Institutionalization through ETFs was promoted as the ultimate solution for cryptocurrencies to be immune to such drops. The reality proved that a market historically dominated by speculative euphoria simply adopted new forms of instability without solving underlying liquidity issues.
Bitcoin is currently trading around $90,000 (with data from January 22, 2026), showing persistent volatility in a context where liquidity remains limited. This is the environment in which the market now operates: more fragile, not less.

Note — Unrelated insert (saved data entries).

use std::time::{Duration, SystemTime, UNIX_EPOCH};

use anyhow::{bail, Result};
use bytes::Bytes;
use clap::{Parser, Subcommand, ValueEnum};
use kwire_client::protocol::message_set::MAGIC_V1;
use kwire_client::protocol::messages::{EARLIEST_TIMESTAMP, LATEST_TIMESTAMP};
use kwire_client::protocol::{error_string, CompressionType, Message};
use kwire_client::{ClientConfig, Connection};

#[derive(Parser, Debug)]
#[command(author, version, about, long_about = None)]
struct Args {
    #[arg(long, default_value = "127.0.0.1")]
    host: String,

    #[arg(long, default_value_t = 9092)]
    port: u16,

    #[arg(long, default_value = "kwire-client")]
    client_id: String,

    /// Response timeout in milliseconds
    #[arg(long, default_value_t = 5000)]
    timeout_ms: u64,

    /// Log every request and response
    #[arg(short, long)]
    verbose: bool,

    #[command(subcommand)]
    command: Commands,
}

#[derive(Subcommand, Debug)]
enum Commands {
    /// Show brokers and partition leaders
    Metadata {
        /// Topics to describe; all topics when empty
        topics: Vec<String>,
    },
    /// Show the earliest or latest offset of a partition
    Offsets {
        #[arg(short, long)]
        topic: String,
        #[arg(short, long, default_value = "0")]
        partition: i32,
        #[arg(long)]
        earliest: bool,
    },
    /// Fetch messages from a partition
    Fetch {
        #[arg(short, long)]
        topic: String,
        #[arg(short, long, default_value = "0")]
        partition: i32,
        #[arg(short, long, default_value = "0")]
        offset: i64,
        #[arg(long, default_value = "1048576")]
        max_bytes: i32,
    },
    /// Produce a message to a partition
    Produce {
        #[arg(short, long)]
        topic: String,
        #[arg(short, long, default_value = "0")]
        partition: i32,
        #[arg(short, long)]
        key: Option<String>,
        #[arg(short, long)]
        message: String,
        #[arg(long, default_value = "1")]
        acks: i16,
        #[arg(long, value_enum, default_value = "none")]
        compression: Codec,
    },
    /// Find the coordinator of a consumer group
    Coordinator {
        #[arg(short, long)]
        group: String,
    },
    /// Inspect consumer groups
    Groups {
        #[command(subcommand)]
        subcmd: GroupCommands,
    },
    /// Show a group's committed offsets
    Committed {
        #[arg(short, long)]
        group: String,
        #[arg(short, long)]
        topic: String,
        #[arg(short, long, default_values_t = vec![0])]
        partitions: Vec<i32>,
    },
}

#[derive(Subcommand, Debug)]
enum GroupCommands {
    /// List the groups known to the broker
    List,
    /// Describe groups and their members
    Describe { groups: Vec<String> },
}

#[derive(ValueEnum, Clone, Copy, Debug)]
enum Codec {
    None,
    Gzip,
    Snappy,
    Lz4,
}

impl From<Codec> for CompressionType {
    fn from(codec: Codec) -> Self {
        match codec {
            Codec::None => CompressionType::None,
            Codec::Gzip => CompressionType::Gzip,
            Codec::Snappy => CompressionType::Snappy,
            Codec::Lz4 => CompressionType::Lz4,
        }
    }
}

fn now_ms() -> i64 {
    SystemTime::now()
        .duration_since(UNIX_EPOCH)
        .map(|d| d.as_millis() as i64)
        .unwrap_or(-1)
}

fn describe(code: i16) -> String {
    if code == 0 {
        "ok".to_string()
    } else {
        format!("{} ({})", error_string(code), code)
    }
}

fn main() -> Result<()> {
    let args = Args::parse();
    let level = if args.verbose {
        tracing::Level::DEBUG
    } else {
        tracing::Level::INFO
    };
    kwire_common::logging::init_logging(level);

    let config = ClientConfig {
        client_id: args.client_id,
        response_timeout: Duration::from_millis(args.timeout_ms),
        ..Default::default()
    };
    let mut conn = Connection::open(&args.host, args.port, config)?;

    match args.command {
        Commands::Metadata { topics } => {
            let topics: Vec<&str> = topics.iter().map(String::as_str).collect();
            let metadata = conn.metadata(&topics)?;
            for broker in &metadata.brokers {
                println!("Broker {}: {}:{}", broker.node_id, broker.host, broker.port);
            }
            for topic in &metadata.topics {
                println!("Topic {}: {}", topic.topic, describe(topic.error_code));
                for p in &topic.partitions {
                    println!(
                        "  partition {} leader {} replicas {:?} isr {:?} {}",
                        p.partition,
                        p.leader,
                        p.replicas,
                        p.isr,
                        describe(p.error_code)
                    );
                }
            }
        }
        Commands::Offsets {
            topic,
            partition,
            earliest,
        } => {
            let timestamp = if earliest {
                EARLIEST_TIMESTAMP
            } else {
                LATEST_TIMESTAMP
            };
            let response = conn.list_offsets(&topic, partition, timestamp)?;
            match response.find(&topic, partition) {
                Some(p) if p.error_code != 0 => bail!("{}", describe(p.error_code)),
                Some(p) => println!("{}/{}: {}", topic, partition, p.offset),
                None => bail!("broker returned no offset for {}/{}", topic, partition),
            }
        }
        Commands::Fetch {
            topic,
            partition,
            offset,
            max_bytes,
        } => {
            let response = conn.fetch(&topic, partition, offset, max_bytes)?;
            for block in &response.topics {
                for p in &block.partitions {
                    if p.error_code != 0 {
                        println!("{}/{}: {}", block.topic, p.partition, describe(p.error_code));
                        continue;
                    }
                    println!(
                        "{}/{} high watermark {}",
                        block.topic, p.partition, p.high_watermark
                    );
                    for msg in p.message_set.flatten()? {
                        println!(
                            "  offset {} key {:?} value {:?}",
                            msg.offset,
                            String::from_utf8_lossy(msg.key_bytes()),
                            String::from_utf8_lossy(msg.value_bytes())
                        );
                    }
                }
            }
        }
        Commands::Produce {
            topic,
            partition,
            key,
            message,
            acks,
            compression,
        } => {
            let timestamp = now_ms();
            let value = Bytes::from(message);
            let msg = match key {
                Some(key) => Message::new(MAGIC_V1, 0, timestamp, key, value),
                None => Message::keyless(MAGIC_V1, 0, timestamp, value),
            };
            let codec = CompressionType::from(compression);
            let msg = if codec == CompressionType::None {
                msg
            } else {
                Message::wrap_compressed(codec, MAGIC_V1, timestamp, &[msg])?
            };
            let Some(response) = conn.produce(&topic, partition, acks, vec![msg])? else {
                println!("{}/{}: sent without acknowledgement", topic, partition);
                conn.close();
                return Ok(());
            };
            for block in &response.topics {
                for p in &block.partitions {
                    println!(
                        "{}/{}: base offset {} {}",
                        block.topic,
                        p.partition,
                        p.base_offset,
                        describe(p.error_code)
                    );
                }
            }
        }
        Commands::Coordinator { group } => {
            let response = conn.group_coordinator(&group)?;
            if response.error_code != 0 {
                bail!("{}", describe(response.error_code));
            }
            println!(
                "Coordinator for {}: broker {} at {}:{}",
                group, response.coordinator_id, response.host, response.port
            );
        }
        Commands::Groups { subcmd } => match subcmd {
            GroupCommands::List => {
                let response = conn.list_groups()?;
                if response.error_code != 0 {
                    bail!("{}", describe(response.error_code));
                }
                for group in &response.groups {
                    println!("{} ({})", group.group_id, group.protocol_type);
                }
            }
            GroupCommands::Describe { groups } => {
                let groups: Vec<&str> = groups.iter().map(String::as_str).collect();
                let response = conn.describe_groups(&groups)?;
                for group in &response.groups {
                    println!(
                        "Group {}: state {} protocol {} {}",
                        group.group_id,
                        group.state,
                        group.protocol,
                        describe(group.error_code)
                    );
                    for member in &group.members {
                        println!(
                            "  {} ({} from {})",
                            member.member_id, member.client_id, member.client_host
                        );
                        for assigned in &member.assignment.topics {
                            println!("    {} {:?}", assigned.topic, assigned.partitions);
                        }
                    }
                }
            }
        },
        Commands::Committed {
            group,
            topic,
            partitions,
        } => {
            let response = conn.offset_fetch(&group, &topic, &partitions)?;
            for block in &response.topics {
                for p in &block.partitions {
                    println!(
                        "{}/{}: {} {}",
                        block.topic,
                        p.partition,
                        p.offset,
                        describe(p.error_code)
                    );
                }
            }
        }
    }

    conn.close();
    Ok(())
}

The performance gap revealed by reality
The 2025 crypto crash stands out by contrast. While Bitcoin fell about 21% since mid-October, the Nasdaq Composite rose 5.6% in the same period and gold increased 6.2%. Cryptocurrencies was the worst performer among all risk assets categories.
This relative failure underscores two uncomfortable truths: first, the catalysts of 2025 did not deliver as expected; second, markets simply see no clear catalysts for 2026.
The early-year euphoria over lighter regulations and a Bitcoin strategy in Washington evaporated. The Federal Reserve rate cuts (September, October, and December) produced negative returns in Bitcoin. ETF flows, although still positive, lost their previous momentum.
2026: Where are the catalysts?
For the market to recover from the crypto crash that left scars in 2025, it needs new catalysts. Currently, the consensus is that none are clearly present.
However, there is a historical angle to consider. In past bear markets — like the 2022 collapse following Celsius, Three Arrows Capital, and FTX failures — the foundations for future gains are built precisely when these companies begin to close and capitulate completely.
MicroStrategy CEO Phong Le recently hinted that the company might sell Bitcoin if its (mNAV) falls below 1.0, although it’s worth noting that the company is still raising billions to buy BTC, so this remains a worst-case scenario.
From a purely technical perspective, the market has endured enough pain that capitulation may be near. If that scenario materializes, historically, it has represented exactly the kind of moment when buying has been most profitable in the long term. But first, the crypto crash must complete its cycle.